Teachers and other adults who work with children are invited to explore the following three aspects of competence:

  • personal goals, interests, and working theories;
  • learning strategies and dispositions;
  • social roles and culturally valued literacies.

Interlocking circle diagram of three areas of competence

Each of these three aspects involves knowledge, skills, and attitudes. The aspects overlap, and the purposes of them will often be in opposition to each other. For example, personal goals and the smooth running of a centre may be at odds with each other. Māori aspirations for Māori children and the implementation of bicultural goals may also pose some major challenges. Tension between personal goals and social roles can raise issues of inclusion and exclusion, as illustrated in Vivian Paley's book You Can't Say You Can't Play (1992).

  • Personal goals, interests, and working theories
    • Children develop competence as they pursue their personal interests and goals. They develop working theories about themselves as learners and about the world around them. Their goals, interests, and working theories may not be immediately apparent, and many will change during the learning itself.

  • Learning strategies and dispositions
    • In documented assessments, teachers consider children’s culture, skills, inclinations, and intentions in relation to participation in learning and educational settings. Participation may be described differently in different settings. In any early childhood setting, children will have opportunities to explore and participate in a variety of ways.
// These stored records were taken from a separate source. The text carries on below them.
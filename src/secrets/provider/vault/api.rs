//! Narrow vault API used by the provider and its content store.
//!
//! Everything the vault backend needs from a server goes through
//! [`VaultApi`], so the provider runs unchanged against a real server
//! ([`super::client::VaultrsClient`]) or the in-process
//! [`super::memory::MemoryVault`]. Implementations return already
//! classified [`SecretsError`]s.

use async_trait::async_trait;
use std::collections::BTreeMap;
use std::sync::Arc;
use std::time::Duration;

use crate::secrets::error::Result;
use crate::secrets::provider::store_config::VaultConnection;
use crate::secrets::types::SecretString;

/// Parameters for a child token.
#[derive(Debug, Clone, PartialEq, Eq)]
pub struct TokenRequest {
    pub policies: Vec<String>,
    pub ttl: Duration,
    pub no_default_policy: bool,
}

#[async_trait]
pub trait VaultApi: Send + Sync {
    /// Enable a KV v1 engine at `path`.
    async fn mount_kv1(&self, path: &str) -> Result<()>;

    async fn list_policies(&self) -> Result<Vec<String>>;

    /// Create or overwrite a policy.
    async fn put_policy(&self, name: &str, hcl: &str) -> Result<()>;

    async fn delete_policy(&self, name: &str) -> Result<()>;

    async fn create_token(&self, request: &TokenRequest) -> Result<SecretString>;

    async fn kv_get(&self, mount: &str, path: &str) -> Result<BTreeMap<String, String>>;

    async fn kv_put(&self, mount: &str, path: &str, data: &BTreeMap<String, String>) -> Result<()>;

    async fn kv_delete(&self, mount: &str, path: &str) -> Result<()>;

    /// Keys directly under `path` in the mount. An empty mount lists as empty.
    async fn kv_list(&self, mount: &str, path: &str) -> Result<Vec<String>>;

    /// Submit one unseal key share, returning whether the vault is still sealed.
    async fn unseal(&self, key: &SecretString) -> Result<bool>;

    async fn health(&self) -> Result<()>;
}

/// Builds a [`VaultApi`] bound to one connection and credential.
pub trait VaultConnector: Send + Sync + std::fmt::Debug {
    fn connect(&self, connection: &VaultConnection) -> Result<Arc<dyn VaultApi>>;
}
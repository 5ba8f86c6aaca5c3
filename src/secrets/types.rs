//! Redacting wrapper for credential material.
//!
//! Backend tokens and client keys travel inside [`StoreConfig`] values that get
//! logged, cloned and handed to agents. [`SecretString`] keeps those values out
//! of `Debug`, `Display` and serialized output and zeroes them on drop.
//!
//! [`StoreConfig`]: crate::secrets::provider::StoreConfig

use serde::{Deserialize, Deserializer, Serialize, Serializer};
use std::fmt;
use zeroize::{Zeroize, ZeroizeOnDrop};

/// A string whose contents never appear in Debug, Display or serialized output.
///
/// Use [`SecretString::expose_secret`] at the point the raw value is needed,
/// e.g. when building a backend client.
#[derive(Clone, Zeroize, ZeroizeOnDrop)]
pub struct SecretString(String);

impl Serialize for SecretString {
    fn serialize<S>(&self, serializer: S) -> Result<S::Ok, S::Error>
    where
        S: Serializer,
    {
        serializer.serialize_str("[REDACTED]")
    }
}

impl<'de> Deserialize<'de> for SecretString {
    fn deserialize<D>(deserializer: D) -> Result<Self, D::Error>
    where
        D: Deserializer<'de>,
    {
        let value = String::deserialize(deserializer)?;
        Ok(SecretString(value))
    }
}

impl SecretString {
    pub fn new(secret: impl Into<String>) -> Self {
        Self(secret.into())
    }

    /// Exposes the underlying value. Never log the result.
    pub fn expose_secret(&self) -> &str {
        &self.0
    }

    pub fn is_empty(&self) -> bool {
        self.0.is_empty()
    }
}

impl fmt::Debug for SecretString {
    fn fmt(&self, f: &mut fmt::Formatter<'_>) -> fmt::Result {
        write!(f, "SecretString([REDACTED])")
    }
}

impl fmt::Display for SecretString {
    fn fmt(&self, f: &mut fmt::Formatter<'_>) -> fmt::Result {
        write!(f, "[REDACTED]")
    }
}

impl PartialEq for SecretString {
    fn eq(&self, other: &Self) -> bool {
        self.0 == other.0
    }
}

impl Eq for SecretString {}

impl From<String> for SecretString {
    fn from(s: String) -> Self {
        Self::new(s)
    }
}

impl From<&str> for SecretString {
    fn from(s: &str) -> Self {
        Self::new(s)
    }
}

impl Default for SecretString {
    fn default() -> Self {
        Self::new("")
    }
}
      Strategies and dispositions develop best in the context of whanaungatanga or reciprocal and responsive relationships with people, places, and things in the early childhood setting and beyond. Assessments are part of these reciprocal and responsive relationships.
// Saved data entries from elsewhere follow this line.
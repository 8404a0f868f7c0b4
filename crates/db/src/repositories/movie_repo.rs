//! Repository for the `movies` table.

use sqlx::PgPool;

use filmclub_core::sort::SortKey;

use super::{clamp_page, clamp_size, order_by};
use crate::models::movie::{Movie, MovieFilter};

/// Column list shared across queries to avoid repetition.
const COLUMNS: &str = "id, title, overview, tagline, status, release_date, \
                       budget, revenue, runtime, genres, keywords, \
                       collection, producers, crew, cast_members, resources";

/// Client-facing sort fields and the columns they map to.
const SORTABLE: &[(&str, &str)] = &[
    ("id", "id"),
    ("title", "title"),
    ("status", "status"),
    ("release_date", "release_date"),
    ("budget", "budget"),
    ("revenue", "revenue"),
    ("runtime", "runtime"),
];

/// Provides CRUD operations for movies.
pub struct MovieRepo;

impl MovieRepo {
    /// Insert a new movie, returning the created row.
    pub async fn create(pool: &PgPool, movie: &Movie) -> Result<Movie, sqlx::Error> {
        let query = format!(
            "INSERT INTO movies (id, title, overview, tagline, status, release_date,
                                 budget, revenue, runtime, genres, keywords,
                                 collection, producers, crew, cast_members, resources)
             VALUES ($1, $2, $3, $4, $5, $6, $7, $8, $9, $10, $11, $12, $13, $14, $15, $16)
             RETURNING {COLUMNS}"
        );
        sqlx::query_as::<_, Movie>(&query)
            .bind(&movie.id)
            .bind(&movie.title)
            .bind(&movie.overview)
            .bind(&movie.tagline)
            .bind(&movie.status)
            .bind(movie.release_date)
            .bind(movie.budget)
            .bind(movie.revenue)
            .bind(movie.runtime)
            .bind(&movie.genres)
            .bind(&movie.keywords)
            .bind(&movie.collection)
            .bind(&movie.producers)
            .bind(&movie.crew)
            .bind(&movie.cast_members)
            .bind(&movie.resources)
            .fetch_one(pool)
            .await
    }

    /// Find a movie by id.
    pub async fn find_by_id(pool: &PgPool, id: &str) -> Result<Option<Movie>, sqlx::Error> {
        let query = format!("SELECT {COLUMNS} FROM movies WHERE id = $1");
        sqlx::query_as::<_, Movie>(&query)
            .bind(id)
            .fetch_optional(pool)
            .await
    }

    /// List movies matching the filter, one page at a time.
    ///
    /// Returns the page rows together with the total match count. String
    /// fields match case-insensitively by substring; `genres` and
    /// `keywords` match by array containment (every supplied value must be
    /// present); `release_date` matches exactly.
    pub async fn list(
        pool: &PgPool,
        filter: &MovieFilter,
        sort: &[SortKey],
        page: i64,
        size: i64,
    ) -> Result<(Vec<Movie>, i64), sqlx::Error> {
        let page = clamp_page(page);
        let size = clamp_size(size);

        let title = filter.title.as_deref().filter(|s| !s.is_empty());
        let status = filter.status.as_deref().filter(|s| !s.is_empty());
        let genres = (!filter.genres.is_empty()).then_some(&filter.genres);
        let keywords = (!filter.keywords.is_empty()).then_some(&filter.keywords);

        let mut conditions = Vec::new();
        let mut bind_idx = 1u32;
        if title.is_some() {
            conditions.push(format!("title ILIKE ${bind_idx}"));
            bind_idx += 1;
        }
        if status.is_some() {
            conditions.push(format!("status ILIKE ${bind_idx}"));
            bind_idx += 1;
        }
        if filter.release_date.is_some() {
            conditions.push(format!("release_date = ${bind_idx}"));
            bind_idx += 1;
        }
        if genres.is_some() {
            conditions.push(format!("genres @> ${bind_idx}"));
            bind_idx += 1;
        }
        if keywords.is_some() {
            conditions.push(format!("keywords @> ${bind_idx}"));
            bind_idx += 1;
        }

        let where_clause = if conditions.is_empty() {
            String::new()
        } else {
            format!("WHERE {} ", conditions.join(" AND "))
        };
        let order_clause = order_by(sort, SORTABLE);

        let query = format!(
            "SELECT {COLUMNS} FROM movies {where_clause}{order_clause}\
             LIMIT ${bind_idx} OFFSET ${next_idx}",
            next_idx = bind_idx + 1,
        );

        let mut rows = sqlx::query_as::<_, Movie>(&query);
        if let Some(title) = title {
            rows = rows.bind(format!("%{title}%"));
        }
        if let Some(status) = status {
            rows = rows.bind(format!("%{status}%"));
        }
        if let Some(date) = filter.release_date {
            rows = rows.bind(date);
        }
        if let Some(genres) = genres {
            rows = rows.bind(genres);
        }
        if let Some(keywords) = keywords {
            rows = rows.bind(keywords);
        }
        let rows = rows.bind(size).bind(page * size).fetch_all(pool).await?;

        let count_query = format!("SELECT COUNT(*) FROM movies {where_clause}");
        let mut count = sqlx::query_scalar::<_, i64>(&count_query);
        if let Some(title) = title {
            count = count.bind(format!("%{title}%"));
        }
        if let Some(status) = status {
            count = count.bind(format!("%{status}%"));
        }
        if let Some(date) = filter.release_date {
            count = count.bind(date);
        }
        if let Some(genres) = genres {
            count = count.bind(genres);
        }
        if let Some(keywords) = keywords {
            count = count.bind(keywords);
        }
        let total = count.fetch_one(pool).await?;

        Ok((rows, total))
    }

    /// Overwrite every descriptive attribute of a movie (used by both PUT
    /// replace and the write half of the patch pipeline).
    ///
    /// Returns `None` if no row with the movie's id exists.
    pub async fn update(pool: &PgPool, movie: &Movie) -> Result<Option<Movie>, sqlx::Error> {
        let query = format!(
            "UPDATE movies SET
                title = $2, overview = $3, tagline = $4, status = $5,
                release_date = $6, budget = $7, revenue = $8, runtime = $9,
                genres = $10, keywords = $11, collection = $12,
                producers = $13, crew = $14, cast_members = $15, resources = $16
             WHERE id = $1
             RETURNING {COLUMNS}"
        );
        sqlx::query_as::<_, Movie>(&query)
            .bind(&movie.id)
            .bind(&movie.title)
            .bind(&movie.overview)
            .bind(&movie.tagline)
            .bind(&movie.status)
            .bind(movie.release_date)
            .bind(movie.budget)
            .bind(movie.revenue)
            .bind(movie.runtime)
            .bind(&movie.genres)
            .bind(&movie.keywords)
            .bind(&movie.collection)
            .bind(&movie.producers)
            .bind(&movie.crew)
            .bind(&movie.cast_members)
            .bind(&movie.resources)
            .fetch_optional(pool)
            .await
    }

    /// Delete a movie. Returns `true` if a row was removed. Dependent
    /// assessments are left untouched.
    pub async fn delete(pool: &PgPool, id: &str) -> Result<bool, sqlx::Error> {
        let result = sqlx::query("DELETE FROM movies WHERE id = $1")
            .bind(id)
            .execute(pool)
            .await?;
        Ok(result.rows_affected() > 0)
    }
}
  • Social roles and culturally valued literacies
    • As children learn, they explore a variety of roles and literacies and the skills and understandings that are allied to them. These roles and literacies may be valued nationally, or they may be specific to certain social or cultural groups.

      In learning communities, children will have the opportunity to try out a range of sociocultural roles and their associated competencies, for example, tuakana, teina, friend, measurer, jam maker, tower builder, kaimahi, observer of insects, reader, citizen of the world, and member of hapū and iwi.

      Children will also have opportunities to develop skills and understandings within a range of literacies, including reading, writing, mathematics, information technology, and the arts. (Future books will describe how assessments can contribute to these particular literacies).